The Role of Exosome-miRNA as Biomarkers of Alzheimer’s Disease: A Systematic Review of Case-Control and Longitudinal Studies

Abstract

Alzheimer's disease (AD) is a progressive neurodegenerative disorder, and its diagnosis emains challenging. Exosomal microRNAs (miRNAs), due to their stability, tissue specificity, and ability to cross the blood–brain barrier, show significant promise as ideal biomarkers for AD. The present study aimed to systematically elucidate the relationship between the exosomal miRNA expression changes and AD pathogenesis (including Aβ deposition, Tau protein phosphorylation, and neuroinflammation) and to evaluate their potential utility in clinical screening and therapeutic interventions.
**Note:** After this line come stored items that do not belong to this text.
//! Hookwatch Common - Shared event-feed protocol library
//!
//! This crate contains the wire types and the server-sent events codec
//! used by both the relay and the CLI viewer.

pub mod sse;

use bytes::Bytes;
use chrono::{DateTime, Utc};
use serde::{Deserialize, Serialize};
use std::collections::HashMap;
use thiserror::Error;

pub use sse::{SseDecoder, SseFrame};

/// Protocol errors
#[derive(Debug, Error)]
pub enum ProtocolError {
    #[error("Failed to encode payload: {0}")]
    Encode(#[source] serde_json::Error),

    #[error("Malformed {kind} payload: {source}")]
    Malformed {
        kind: &'static str,
        #[source]
        source: serde_json::Error,
    },
}

/// One captured inbound webhook delivery
#[derive(Debug, Clone, PartialEq, Eq, Serialize, Deserialize)]
pub struct CapturedRequestEvent {
    /// Stable identifier, unique within a session
    pub request_id: String,

    pub method: String,

    pub path: String,

    #[serde(default)]
    pub query_params: HashMap<String, String>,

    /// Header names keep the case they were received with
    #[serde(default)]
    pub headers: HashMap<String, String>,

    #[serde(default)]
    pub body: Option<String>,

    /// Address of the webhook sender
    #[serde(rename = "ip_address", alias = "source_address", default)]
    pub source_address: String,

    #[serde(default)]
    pub user_agent: String,

    /// Capture instant, source of truth for ordering
    pub timestamp: DateTime<Utc>,

    #[serde(default)]
    pub content_length: u64,
}

/// Heartbeat payload carried by `ping` events
#[derive(Debug, Clone, PartialEq, Eq, Serialize, Deserialize)]
pub struct PingPayload {
    pub timestamp: DateTime<Utc>,
}

/// Response of the one-shot historical fetch
#[derive(Debug, Clone, Serialize, Deserialize)]
pub struct RequestsResponse {
    #[serde(default)]
    pub session_id: Option<String>,

    #[serde(rename = "total_requests", alias = "totalCount", alias = "total_count")]
    pub total_count: u64,

    pub requests: Vec<CapturedRequestEvent>,
}

/// Response of session creation. URLs point at the origin listener.
#[derive(Debug, Clone, PartialEq, Eq, Serialize, Deserialize)]
pub struct CreateSessionResponse {
    pub session_id: String,

    /// Where webhook senders deliver to
    pub ingestion_url: String,

    pub stream_url: String,

    pub requests_url: String,

    /// Expiry as reported by the origin (RFC 3339)
    pub expires_at: String,
}

/// Named event kinds carried by the feed
#[derive(Debug, Clone, Copy, PartialEq, Eq, Hash)]
pub enum FeedKind {
    Request,
    Ping,
}

impl FeedKind {
    /// Map an SSE `event:` name to a feed kind. Unknown names yield `None`.
    pub fn from_event_name(name: &str) -> Option<Self> {
        match name {
            constants::EVENT_REQUEST => Some(FeedKind::Request),
            constants::EVENT_PING => Some(FeedKind::Ping),
            _ => None,
        }
    }

    /// Get the SSE `event:` name
    pub fn as_str(&self) -> &'static str {
        match self {
            FeedKind::Request => constants::EVENT_REQUEST,
            FeedKind::Ping => constants::EVENT_PING,
        }
    }
}

/// A typed feed message: the event kind plus its undecoded `data:` payload
#[derive(Debug, Clone, PartialEq, Eq)]
pub struct FeedMessage {
    pub kind: FeedKind,
    pub payload: String,
}

impl FeedMessage {
    /// Build a `request` message from a captured event
    pub fn request(event: &CapturedRequestEvent) -> Result<Self, ProtocolError> {
        Ok(Self {
            kind: FeedKind::Request,
            payload: serde_json::to_string(event).map_err(ProtocolError::Encode)?,
        })
    }

    /// Build a `ping` message
    pub fn ping(timestamp: DateTime<Utc>) -> Result<Self, ProtocolError> {
        Ok(Self {
            kind: FeedKind::Ping,
            payload: serde_json::to_string(&PingPayload { timestamp })
                .map_err(ProtocolError::Encode)?,
        })
    }

    /// Convert a decoded SSE frame. Frames of unknown kinds yield `None`.
    pub fn from_frame(frame: SseFrame) -> Option<Self> {
        let kind = FeedKind::from_event_name(&frame.event)?;
        Some(Self {
            kind,
            payload: frame.data,
        })
    }

    /// Decode the payload of a `request` message
    pub fn parse_request(&self) -> Result<CapturedRequestEvent, ProtocolError> {
        serde_json::from_str(&self.payload).map_err(|source| ProtocolError::Malformed {
            kind: constants::EVENT_REQUEST,
            source,
        })
    }

    /// Decode the payload of a `ping` message
    pub fn parse_ping(&self) -> Result<PingPayload, ProtocolError> {
        serde_json::from_str(&self.payload).map_err(|source| ProtocolError::Malformed {
            kind: constants::EVENT_PING,
            source,
        })
    }

    /// Encode as a blank-line-terminated SSE frame
    pub fn to_frame(&self) -> Bytes {
        SseFrame {
            event: self.kind.as_str().to_string(),
            data: self.payload.clone(),
        }
        .encode()
    }
}

/// Constants for the protocol
pub mod constants {
    /// SSE event name for captured requests
    pub const EVENT_REQUEST: &str = "request";

    /// SSE event name for heartbeats
    pub const EVENT_PING: &str = "ping";

    /// Content type of the event feed
    pub const EVENT_STREAM_CONTENT_TYPE: &str = "text/event-stream";

    /// Redis key holding the origin listener's public base address
    pub const API_URL_KEY: &str = "hookwatch:api_url";

    /// Origin path prefix of the per-session event feed
    pub const ORIGIN_STREAM_PREFIX: &str = "/s";

    /// Origin path prefix of the per-session history
    pub const ORIGIN_REQUESTS_PREFIX: &str = "/r";

    /// Origin path that creates a session
    pub const ORIGIN_SESSION_PATH: &str = "/c";

    /// Relay route creating a session
    pub const RELAY_SESSIONS_PATH: &str = "/api/sessions";

    /// Relay route serving the event feed
    pub const RELAY_STREAM_PREFIX: &str = "/api/stream";

    /// Relay route serving the history
    pub const RELAY_REQUESTS_PREFIX: &str = "/api/requests";

    /// Header that disables response buffering in nginx-style proxies
    pub const ACCEL_BUFFERING_HEADER: &str = "x-accel-buffering";

    /// Default page size of the historical fetch
    pub const DEFAULT_HISTORY_LIMIT: usize = 100;

    /// Largest page size the origin accepts
    pub const MAX_HISTORY_LIMIT: usize = 1000;
}

#[cfg(test)]
mod tests {
    use super::*;

    const ORIGIN_JSON: &str = r#"{
        "request_id": "0190a6f2-7c1e-7b3a-9d52-3c1f2a9e8b10",
        "method": "POST",
        "path": "/i/abc/hooks",
        "query_params": {"a": "b"},
        "headers": {"Content-Type": "application/json", "X-Signature": "sha256=00"},
        "body": "{\"ok\":true}",
        "ip_address": "203.0.113.7",
        "user_agent": "Stripe/1.0",
        "timestamp": "2024-07-01T12:00:00.123456+00:00",
        "content_length": 11
    }"#;

    #[test]
    fn test_decode_origin_request_payload() {
        let event: CapturedRequestEvent = serde_json::from_str(ORIGIN_JSON).unwrap();

        assert_eq!(event.method, "POST");
        assert_eq!(event.source_address, "203.0.113.7");
        assert_eq!(event.body.as_deref(), Some("{\"ok\":true}"));
        assert_eq!(event.content_length, 11);
        // Header case survives decoding
        assert!(event.headers.contains_key("X-Signature"));
        assert!(!event.headers.contains_key("x-signature"));
    }

    #[test]
    fn test_request_message_frame() {
        let event: CapturedRequestEvent = serde_json::from_str(ORIGIN_JSON).unwrap();
        let message = FeedMessage::request(&event).unwrap();
        let frame = message.to_frame();

        let text = std::str::from_utf8(&frame).unwrap();
        assert!(text.starts_with("event: request\ndata: {"));
        assert!(text.ends_with("\n\n"));
        assert_eq!(message.parse_request().unwrap(), event);
    }

    #[test]
    fn test_malformed_payload() {
        let message = FeedMessage {
            kind: FeedKind::Request,
            payload: "not json".to_string(),
        };

        let err = message.parse_request().unwrap_err();
        assert!(matches!(err, ProtocolError::Malformed { kind: "request", .. }));
    }

    #[test]
    fn test_unknown_kind_is_ignored() {
        let frame = SseFrame {
            event: "message".to_string(),
            data: "{}".to_string(),
        };
        assert!(FeedMessage::from_frame(frame).is_none());
    }

    #[test]
    fn test_requests_response_aliases() {
        let origin = r#"{"session_id": "s", "total_requests": 0, "requests": []}"#;
        let camel = r#"{"totalCount": 3, "requests": []}"#;

        let a: RequestsResponse = serde_json::from_str(origin).unwrap();
        let b: RequestsResponse = serde_json::from_str(camel).unwrap();

        assert_eq!(a.total_count, 0);
        assert_eq!(a.session_id.as_deref(), Some("s"));
        assert_eq!(b.total_count, 3);
        assert!(b.session_id.is_none());
    }

    #[test]
    fn test_create_session_response() {
        let origin = r#"{
            "session_id": "0190a6f2",
            "ingestion_url": "https://listen.example.com/i/0190a6f2",
            "stream_url": "https://listen.example.com/s/0190a6f2",
            "requests_url": "https://listen.example.com/r/0190a6f2",
            "expires_at": "2024-07-02T12:00:00+00:00"
        }"#;

        let session: CreateSessionResponse = serde_json::from_str(origin).unwrap();
        assert_eq!(session.session_id, "0190a6f2");
        assert!(session.ingestion_url.ends_with("/i/0190a6f2"));
    }
}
A systematic literature search was conducted in the PubMed and Web of Science databases to identify human case–control or cohort studies reporting expressions of mature exosomal miRNAs in the serum, plasma, cerebrospinal fluid, saliva, or central nervous system cells. After evaluating the quality of the studies using the National Institutes of Health quality assessment tool, the identified differentially expressed miRNAs were summarized and functionally integrated. Among the 390 screened records, 48 studies (n = 3046 AD patients) met the inclusion criteria. The analysis identified 120 exosomal miRNAs that are differentially expressed at different ADages. Six miRNAs (miR-125b, miR-146a, miR-193b, miR-185-5p, miR-29b/c, miR-21-5p) were most consistently reported and showed significant correlation with AD pathology.